Business

SA banks to post little real first-half growth

Helen Nyambura-Mwaura

Big South African banks are expected to show scant underlying growth when they report first-half earnings in coming weeks.

Big South African banks are expected to show scant underlying growth when they report first-half earnings in coming weeks, as a decline in bad debts largely fuels improved results.

Standard Bank, Absa Group, Nedbank and other banks in Africa’s top economy have yet to make a convincing recovery after a 2009 recession squeezed corporate demand for credit and sparked a surge in job losses and household debts.

While bad-debt costs are receding, demand for loans remains weak and lenders still struggle to rein in costs. Any uptick in earnings, analysts say, is unlikely to be a sign of real, underlying growth.

“The unwinding of bad debts is probably going to be the biggest supporting factor for earnings across the board,” said Johann Scholtz, a banking analyst at Afrifocus Securities.

Nevertheless, investors will be closely watching for signs of improvement in net interest income and non-interest revenue, he said.

Top-line growth
Net interest income, a gauge of earnings from lending, and non-interest income, which includes fees and commissions, are two key earnings measures for commercial banks.

Analysts have said South African banks need to boost non-interest revenue to offset weak demand for loans.

“Most of us will be concentrating on top-line growth to see if there is any marked activity in the overall market, because most of the lines are quite sanguine,” said Rob Nagel, a senior portfolio manager at Cadiz Asset Management in Cape Town.

“So it’s really about that top-line growth, and mostly non-interest revenue, that’s what the market will be focusing on.”

Reining in costs
Nedbank, South Africa’s fourth-largest lender and the first to report this season, has flagged an increase of up to 28% in first-half profit from the same period a year earlier, when it was hit by a loss at its retail unit.

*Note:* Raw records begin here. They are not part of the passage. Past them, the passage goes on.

//! Reduction of matched fingerprints into per-test result rows.

use std::collections::HashMap;
use std::str::FromStr;
use std::sync::Arc;

use serde::{Deserialize, Serialize};

use crate::error::QueryError;
use crate::registry::{TestFingerprint, TestName};
use crate::results::RunResults;
use crate::status::TestStatus;

/// Options controlling row contents.
#[derive(Debug, Clone, Copy, Default, PartialEq, Eq, Serialize, Deserialize)]
#[serde(default)]
pub struct AggregationOpts {
    /// Collect the names of matched subtests on each row.
    pub include_subtests: bool,
    /// Add a histogram of how many runs pass each matched fingerprint.
    pub interop_format: bool,
    /// A top-level `OK` (harness completed) contributes nothing to a run's
    /// counts.
    pub ignore_harness_result: bool,
    /// Compare the first run against the second. Only applies when exactly
    /// two runs are queried.
    pub include_diff: bool,
    pub diff_filter: DiffFilter,
}

/// Which kinds of change a diff counts, after git's `--diff-filter`.
#[derive(Debug, Clone, Copy, PartialEq, Eq, Serialize, Deserialize)]
#[serde(default)]
pub struct DiffFilter {
    /// Present only in the second run.
    pub added: bool,
    /// Present only in the first run.
    pub deleted: bool,
    /// Present in both with a different pass/fail outcome.
    pub changed: bool,
    /// Keep diffs that came out empty.
    pub unchanged: bool,
}

impl Default for DiffFilter {
    fn default() -> Self {
        Self {
            added: true,
            deleted: true,
            changed: true,
            unchanged: false,
        }
    }
}

impl FromStr for DiffFilter {
    type Err = QueryError;

    /// Parses letters such as `"ACU"`. The empty string selects the default.
    fn from_str(s: &str) -> Result<Self, Self::Err> {
        if s.is_empty() {
            return Ok(Self::default());
        }
        let mut filter = Self {
            added: false,
            deleted: false,
            changed: false,
            unchanged: false,
        };
        for c in s.chars() {
            match c {
                'A' => filter.added = true,
                'D' => filter.deleted = true,
                'C' => filter.changed = true,
                'U' => filter.unchanged = true,
                other => return Err(QueryError::InvalidDiffFilter(other)),
            }
        }
        Ok(filter)
    }
}

/// Differences between two runs over a test's fingerprints. Serialized as
/// `[newly_passing, regressions, total_delta]`.
#[derive(Debug, Clone, Copy, Default, PartialEq, Eq, Serialize, Deserialize)]
#[serde(from = "[i32; 3]", into = "[i32; 3]")]
pub struct TestDiff {
    pub newly_passing: i32,
    pub regressions: i32,
    pub total_delta: i32,
}

impl From<[i32; 3]> for TestDiff {
    fn from([newly_passing, regressions, total_delta]: [i32; 3]) -> Self {
        Self {
            newly_passing,
            regressions,
            total_delta,
        }
    }
}

impl From<TestDiff> for [i32; 3] {
    fn from(diff: TestDiff) -> Self {
        [diff.newly_passing, diff.regressions, diff.total_delta]
    }
}

impl TestDiff {
    #[must_use]
    pub fn is_empty(&self) -> bool {
        *self == Self::default()
    }

    /// Accounts for one fingerprint going from `before` to `after`.
    pub fn append(&mut self, before: TestStatus, after: TestStatus, filter: &DiffFilter) {
        match (before, after) {
            (TestStatus::Unknown, TestStatus::Unknown) => {}
            (TestStatus::Unknown, added) => {
                if !filter.added {
                    return;
                }
                if added.is_pass_or_ok() {
                    self.newly_passing += 1;
                } else {
                    self.regressions += 1;
                }
            }
            (_, TestStatus::Unknown) => {
                if filter.deleted {
                    self.total_delta -= 1;
                }
            }
            (before, after) => {
                let was_passing = before.is_pass_or_ok();
                if was_passing == after.is_pass_or_ok() || !filter.changed {
                    return;
                }
                if was_passing {
                    self.regressions += 1;
                } else {
                    self.newly_passing += 1;
                }
            }
        }
    }
}

/// Pass/total counts for one run.
#[derive(Debug, Clone, Copy, Default, PartialEq, Eq, Serialize, Deserialize)]
pub struct RunSummary {
    pub passes: u32,
    pub total: u32,
}

/// One matched test.
#[derive(Debug, Clone, Default, PartialEq, Eq, Serialize, Deserialize)]
pub struct SearchResult {
    pub test: String,
    /// One entry per queried run, in query order.
    #[serde(rename = "legacy_status")]
    pub per_run: Vec<RunSummary>,
    /// `interop[k]` counts matched fingerprints passing in exactly `k` runs.
    #[serde(skip_serializing_if = "Option::is_none")]
    pub interop: Option<Vec<u32>>,
    #[serde(skip_serializing_if = "Vec::is_empty")]
    pub subtests: Vec<String>,
    #[serde(skip_serializing_if = "Option::is_none")]
    pub diff: Option<TestDiff>,
}

/// Accumulates rows for one shard. Rows are keyed by test hash, and all
/// fingerprints of a test live in the same shard, so per-shard outputs never
/// overlap.
pub(crate) struct Aggregator<'a> {
    runs: &'a [Arc<RunResults>],
    opts: AggregationOpts,
    rows: HashMap<u64, SearchResult>,
}

impl<'a> Aggregator<'a> {
    pub(crate) fn new(runs: &'a [Arc<RunResults>], opts: AggregationOpts) -> Self {
        Self {
            runs,
            opts,
            rows: HashMap::new(),
        }
    }

    pub(crate) fn add(&mut self, fingerprint: TestFingerprint, name: &TestName) {
        let run_count = self.runs.len();
        let row = self
            .rows
            .entry(fingerprint.test_hash)
            .or_insert_with(|| SearchResult {
                test: name.name.to_string(),
                per_run: vec![RunSummary::default(); run_count],
                interop: None,
                subtests: Vec::new(),
                diff: None,
            });

        let statuses = self.runs.iter().map(|results| results.get(fingerprint));
        let mut passing = 0;
        for (summary, status) in row.per_run.iter_mut().zip(statuses) {
            if status == TestStatus::Unknown {
                continue;
            }
            if self.opts.ignore_harness_result
                && !fingerprint.is_subtest()
                && status == TestStatus::Ok
            {
                continue;
            }
            summary.total += 1;
            if status.is_pass_or_ok() {
                summary.passes += 1;
                passing += 1;
            }
        }

        if self.opts.interop_format {
            let histogram = row.interop.get_or_insert_with(|| vec![0; run_count + 1]);
            histogram[passing] += 1;
        }
        if self.opts.include_subtests {
            if let Some(subtest) = &name.subtest {
                row.subtests.push(subtest.to_string());
            }
        }
        if self.opts.include_diff {
            if let [before, after] = self.runs {
                row.diff.get_or_insert_with(TestDiff::default).append(
                    before.get(fingerprint),
                    after.get(fingerprint),
                    &self.opts.diff_filter,
                );
            }
        }
    }

    pub(crate) fn finish(self) -> Vec<SearchResult> {
        let keep_empty_diffs = self.opts.diff_filter.unchanged;
        self.rows
            .into_values()
            .map(|mut row| {
                row.subtests.sort_unstable();
                if !keep_empty_diffs && row.diff.is_some_and(|diff| diff.is_empty()) {
                    row.diff = None;
                }
                row
            })
            .collect()
    }
}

Absa, the lender majority owned by Britain’s Barclays, is seen posting a 16% rise in diluted headline EPS to 619 cents, according to the average of two analysts’ estimates taken by Thomson Reuters.

Standard Bank, Africa’s largest bank by assets, is seen posting a 4% uptick in diluted headline EPS to 398 cents, according to the average of two estimates.

Headline earnings, the main profit gauge in South Africa, excludes certain one-time items.

Standard is scaling back costs after an aggressive expansion push to become a top emerging-markets lender.

It slashed more than 2 000 jobs in London and Johannesburg to offset weaker revenue last year, and sold its 36.4% stake in Russian brokerage Troika Dialog for $372-million.

Argentine media has speculated Standard could be selling 75% or 80% share in its local unit to the Industrial and Commercial Bank of China for as much as $800-million.

Standard Bank, 20% owned by ICBC, is due to report on August 11, Nedbank on August 1, and Absa on August 2.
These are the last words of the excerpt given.